(a) A partnership agreement may specify that its amendment requires the approval of a person who is not a party to the agreement or the satisfaction of a condition. An amendment is ineffective if its adoption does not include the required approval or satisfy the specified condition.
(b) The obligations of a limited partnership and its partners to a person in the person’s capacity as a transferee or person dissociated as a partner are governed by the partnership agreement. Subject only to a court order issued under § 61-3-703(b)(2) to effectuate a charging order, an amendment to the partnership agreement made after a person becomes a transferee or is dissociated as a partner:

(1) Is effective with regard to any debt, obligation, or other liability of the partnership or its partners to the person in the person’s capacity as a transferee or person dissociated as a partner; and
(2) Is not effective to the extent the amendment imposes a new debt, obligation, or other liability on the transferee or person dissociated as a partner.
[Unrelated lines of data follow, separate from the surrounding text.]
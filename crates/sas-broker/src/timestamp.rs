//! timestamp

use time::format_description::FormatItem;
use time::format_description::well_known::Rfc3339;
use time::macros::format_description;
use time::{OffsetDateTime, PrimitiveDateTime, UtcOffset};

#[derive(Debug, thiserror::Error)]
pub enum ParseTimestampError {
    #[error("time: {0}")]
    Time(#[from] time::error::Parse),
    #[error("empty timestamp")]
    Empty,
    #[error("timestamp overflow")]
    Overflow,
}

#[derive(Debug, thiserror::Error)]
pub enum FormatTimestampError {
    #[error("time: {0}")]
    Time(#[from] time::error::Format),
    #[error("timestamp overflow")]
    Overflow,
}

/// Signature timestamps carry whole seconds and a literal `Z`.
const SAS_TIME: &[FormatItem<'_>] = format_description!("[year]-[month]-[day]T[hour]:[minute]:[second]Z");

/// Offset-less form, read as UTC.
const NAIVE_TIME: &[FormatItem<'_>] = format_description!("[year]-[month]-[day]T[hour]:[minute]:[second]");

/// Parses a caller supplied expiry.
///
/// RFC 3339 is the canonical form. A date-time without an offset is also
/// accepted and taken as UTC.
///
/// # Errors
/// Returns an error if `s` is blank, in neither form, or lies past the
/// range of UTC date-times.
pub fn parse_expiry(s: &str) -> Result<OffsetDateTime, ParseTimestampError> {
    let s = s.trim();
    if s.is_empty() {
        return Err(ParseTimestampError::Empty);
    }
    match OffsetDateTime::parse(s, &Rfc3339) {
        Ok(t) => t.checked_to_offset(UtcOffset::UTC).ok_or(ParseTimestampError::Overflow),
        Err(err) => match PrimitiveDateTime::parse(s, NAIVE_TIME) {
            Ok(t) => Ok(t.assume_utc()),
            Err(_) => Err(err.into()),
        },
    }
}

/// Formats `t` as `YYYY-MM-DDTHH:MM:SSZ` in UTC, dropping sub-seconds.
///
/// # Errors
/// Returns an error if `t` has no UTC equivalent or the year cannot be
/// written with four digits.
pub fn format_sas_time(t: OffsetDateTime) -> Result<String, FormatTimestampError> {
    let t = t.checked_to_offset(UtcOffset::UTC).ok_or(FormatTimestampError::Overflow)?;
    Ok(t.format(SAS_TIME)?)
}

#[cfg(test)]
mod tests {
    use super::*;

    use time::macros::datetime;

    #[test]
    fn parse_forms() {
        let expected = datetime!(2199-03-12 01:02:03 UTC);
        assert_eq!(parse_expiry("2199-03-12T01:02:03Z").unwrap(), expected);
        assert_eq!(parse_expiry("2199-03-12T03:02:03+02:00").unwrap(), expected);
        assert_eq!(parse_expiry("2199-03-12T01:02:03").unwrap(), expected);
        assert_eq!(parse_expiry(" 2199-03-12T01:02:03Z ").unwrap(), expected);
    }

    #[test]
    fn parse_rejects() {
        assert!(matches!(parse_expiry(""), Err(ParseTimestampError::Empty)));
        assert!(matches!(parse_expiry("  "), Err(ParseTimestampError::Empty)));
        assert!(matches!(parse_expiry("tomorrow"), Err(ParseTimestampError::Time(_))));
        assert!(parse_expiry("2199-13-12T01:02:03Z").is_err());
        assert!(matches!(
            parse_expiry("9999-12-31T23:59:59-01:00"),
            Err(ParseTimestampError::Overflow)
        ));
    }

    #[test]
    fn format() {
        let t = datetime!(2024-01-02 03:04:05.678 +01:00);
        assert_eq!(format_sas_time(t).unwrap(), "2024-01-02T02:04:05Z");

        let late = datetime!(9999-12-31 23:59:59 -01:00);
        assert!(matches!(format_sas_time(late), Err(FormatTimestampError::Overflow)));
    }
}
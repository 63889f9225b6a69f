//! Access signatures
//!
//! [`AccessSigner`] computes the query string that turns a resource URI into
//! a shared access signature. [`SharedKeySigner`] is the default and signs
//! service SAS tokens with the account key.

use crate::account::StorageAccount;
use crate::crypto::base64_hmac_sha256;
use crate::error::BrokerResult;
use crate::kind::ResourceKind;
use crate::timestamp::format_sas_time;

use time::OffsetDateTime;

/// Everything a signer needs to sign one resource.
#[derive(Debug, Clone)]
pub struct SignatureRequest<'a> {
    pub kind: ResourceKind,
    pub account: &'a StorageAccount,
    pub resource_name: &'a str,
    /// Blob container. Ignored for other kinds.
    pub container: Option<&'a str>,
    /// Native `sp` value.
    pub permissions: &'a str,
    pub start: OffsetDateTime,
    pub expiry: Option<OffsetDateTime>,
    /// `spr`, e.g. `https`.
    pub protocol: Option<&'a str>,
    /// `sv`
    pub version: &'a str,
}

/// Storage collaborator that turns a [`SignatureRequest`] into a SAS query string.
pub trait AccessSigner: Send + Sync + 'static {
    /// Returns the query string, without a leading `?`.
    ///
    /// # Errors
    /// Returns `SignatureFailure` if the signature cannot be computed.
    fn compute_access_signature(&self, req: &SignatureRequest<'_>) -> BrokerResult<String>;
}

/// Shared Key service SAS signer.
#[derive(Debug, Default, Clone, Copy)]
pub struct SharedKeySigner;

impl SharedKeySigner {
    #[must_use]
    pub fn new() -> Self {
        Self
    }
}

impl AccessSigner for SharedKeySigner {
    fn compute_access_signature(&self, req: &SignatureRequest<'_>) -> BrokerResult<String> {
        let start = format_sas_time(req.start).map_err(|e| broker_error!(e, SignatureFailure))?;
        let expiry = match req.expiry {
            Some(t) => format_sas_time(t).map_err(|e| broker_error!(e, SignatureFailure))?,
            None => String::new(),
        };

        let string_to_sign = string_to_sign(req, &start, &expiry);
        let sig = base64_hmac_sha256(req.account.key().as_bytes(), string_to_sign.as_bytes())
            .map_err(|e| broker_error!(e, SignatureFailure))?;

        let mut query: Vec<(&str, &str)> = vec![("sv", req.version)];
        match req.kind {
            ResourceKind::Blob => query.push(("sr", "b")),
            ResourceKind::Table => query.push(("tn", req.resource_name)),
            ResourceKind::Queue => {}
        }
        query.push(("st", start.as_str()));
        if req.expiry.is_some() {
            query.push(("se", expiry.as_str()));
        }
        query.push(("sp", req.permissions));
        if let Some(protocol) = req.protocol {
            query.push(("spr", protocol));
        }
        query.push(("sig", sig.as_str()));

        Ok(encode_query(&query))
    }
}

/// Canonical resource path, e.g. `/blob/{account}/{container}/{name}`.
fn canonical_resource(req: &SignatureRequest<'_>) -> String {
    let account = req.account.name();
    match req.kind {
        ResourceKind::Blob => {
            let container = req.container.unwrap_or_default();
            format!("/blob/{account}/{container}/{}", req.resource_name)
        }
        ResourceKind::Table => format!("/table/{account}/{}", req.resource_name.to_ascii_lowercase()),
        ResourceKind::Queue => format!("/queue/{account}/{}", req.resource_name),
    }
}

fn string_to_sign(req: &SignatureRequest<'_>, start: &str, expiry: &str) -> String {
    let protocol = req.protocol.unwrap_or_default();

    // sp, st, se, canonical resource, si, sip, spr, sv
    let mut s = format!(
        "{}\n{start}\n{expiry}\n{}\n\n\n{protocol}\n{}",
        req.permissions,
        canonical_resource(req),
        req.version
    );
    match req.kind {
        // rscc, rscd, rsce, rscl, rsct
        ResourceKind::Blob => s.push_str("\n\n\n\n\n"),
        // spk, srk, epk, erk
        ResourceKind::Table => s.push_str("\n\n\n\n"),
        ResourceKind::Queue => {}
    }
    s
}

fn encode_query(pairs: &[(&str, &str)]) -> String {
    let mut out = String::with_capacity(256);
    for (i, (k, v)) in pairs.iter().enumerate() {
        if i > 0 {
            out.push('&');
        }
        out.push_str(k);
        out.push('=');
        out.push_str(&urlencoding::encode(v));
    }
    out
}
(c) If a record delivered by a limited partnership to the secretary of state for filing becomes effective and contains a provision that would be ineffective under § 61-3-104(c) if contained in the partnership agreement, the provision is ineffective in the record.
(d) Subject to subsection (c), if a record delivered by a limited partnership to the secretary of state for filing becomes effective and conflicts with the partnership agreement:

(1) The agreement prevails as to partners, persons dissociated as partners, and transferees; and
(2) The record prevails as to other persons to the extent they reasonably rely on the record.